What approaching COVID-19 as an endemic would mean for BC

Feb 7 2022, 8:58 pm

BC Premier John Horgan dropped a subtle clue about the future of COVID-19 at a federal premiers meeting last Friday afternoon, suggesting that leaders may soon shift the classification of the virus from pandemic to endemic.

Scientists around the globe have argued about whether or not this shift makes medical and scientific sense. While it may not signal the end of COVID-19 in BC, shifting to an endemic could mark a change in how we act as a society when it comes to restrictions and mandates.

Easing restrictions

One of the main reasons some Canadian premiers might be hoping to classify COVID-19 as an endemic is the hope that it could allow for the easing of more restrictions.

Microbiologist and host of the Super Awesome Science Show Jason Tetro suggests restrictions may be the primary motivator.

“See, when they say endemic, all they mean is that the public has had it with restrictions and would rather go about it on their own. And that Angus Reid poll pretty much solidified it. So, they just give up and say, ‘We’re dealing with the virus.’ In reality, we’re dealing with the fatigue and the ‘antis.'”

While BC has lifted many of its health orders since the Omicron variant brought a record-breaking number of cases to the province, some minor health orders remain, as do travel restrictions and vaccine mandates.

The restrictions and vaccine rules are also spawning waves of protests and demonstrations, like the convoys that have been rolling across the country in recent weeks.

“As we come to this place of moving in the next number of weeks to potentially endemic rather than pandemic we need to reimagine the tools at our disposal as citizens and as provinces and as a federal government,” said Horgan.

“How do we maximize our ability to protect people — which is our obligation — but also to ensure their liberties are intact and they can make choices for themselves.

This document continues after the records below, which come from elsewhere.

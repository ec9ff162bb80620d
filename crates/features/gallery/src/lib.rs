//! Gallery feature slice: CRUD over shared photos plus a like toggle.

mod error;
mod model;
mod repository;
mod routes;

pub use crate::error::GalleryError;
pub use crate::model::{CreatePhoto, Photo};

use crate::repository::GalleryRepository;
use amora_database::Database;
use amora_domain::registry::{FeatureSlice, InitializedSlice};
use amora_kernel::prelude::ApiState;
use std::any::Any;
use std::ops::Deref;
use std::sync::Arc;
use utoipa_axum::router::OpenApiRouter;
use utoipa_axum::routes;

#[derive(Debug)]
pub struct GalleryInner {
    pub(crate) repository: GalleryRepository,
}

/// Gallery feature state.
#[derive(Debug, Clone)]
pub struct Gallery {
    inner: Arc<GalleryInner>,
}

impl Deref for Gallery {
    type Target = GalleryInner;

    fn deref(&self) -> &Self::Target {
        &self.inner
    }
}

impl FeatureSlice for Gallery {
    fn as_any(&self) -> &dyn Any {
        self
    }
}

/// Initialize the gallery feature.
pub fn init(database: Database) -> InitializedSlice {
    tracing::info!("Gallery slice initialized");

    let inner = GalleryInner { repository: GalleryRepository::new(database) };

    InitializedSlice::new(Gallery { inner: Arc::new(inner) })
}

/// Routes owned by this slice, nested under `/api` by the facade.
pub fn router() -> OpenApiRouter<ApiState> {
    OpenApiRouter::new()
        .routes(routes!(routes::list_photos, routes::create_photo))
        .routes(routes!(routes::toggle_like))
        .routes(routes!(routes::delete_photo))
}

It’s a fine balance and we’re all working together on how we get there.”

What’s the difference?

The World Health Organization originally declared when COVID-19 became a global pandemic all the way back in March of 2020. It is unlikely that it has any short-term plans on changing that designation.

A pandemic is defined as a disease that prevails over a whole country or the world.

Tetro was quite clear when we asked him about the gist of endemic vs. pandemic.

“Endemic is bad!”

According to Tetro, endemic means that it’s “continually circulating in the community and leading to a constant number of cases with a certain percentage ending up in hospitals, ICUs, and deaths.”

“The good news is that we would no longer have waves but rather outbreaks and small epidemics. But what they’re not saying is that we would never see an end to the case burden and would need to keep up our own self-efficacy to maintain those apparently safe endemic levels,” he said.

Tetro suggests that politicians aren’t really basing the potential decision to move into an endemic on health and science.

“What we want is a continued decrease in the number of cases to the point that it becomes negligible in the grand context of people getting sick. For me, that’s under two cases per 100,000. In BC, that would be fewer than 100 cases a day consistently. We would need to see this for a month straight. Only then would we be comfortable that the caseload is small enough to fully open up.”

With BC still averaging well over 1,000 cases per day, we’re still far from Tetro’s mark for endemic classification.

Beginning of the end(emic)?

Experts, like Harvard Professor of Immunology Yonatan Grad, tend to agree that COVID-19 is not going anywhere anytime soon, but the hope is that the global population gains enough immunity from it that it could instead be treated like a seasonal flu. This would mean less severe illness and fewer deaths.

SFU Professor Caroline Colijn knows a lot about the evolution of viruses and infections, and she suggests that in the sense that COVID-19 is going to be present for a long time, it’s basically already endemic. But, she is quick to point out that it doesn’t mean it’s nothing to worry about.

“For example, malaria is endemic in many regions, as is [tuberculosis] and pertussis, and these are major infectious disease threats.”

In the end, calling COVID-19 an endemic wouldn’t instantly make it less serious, but it may shift the onus when it comes to safety to the general public.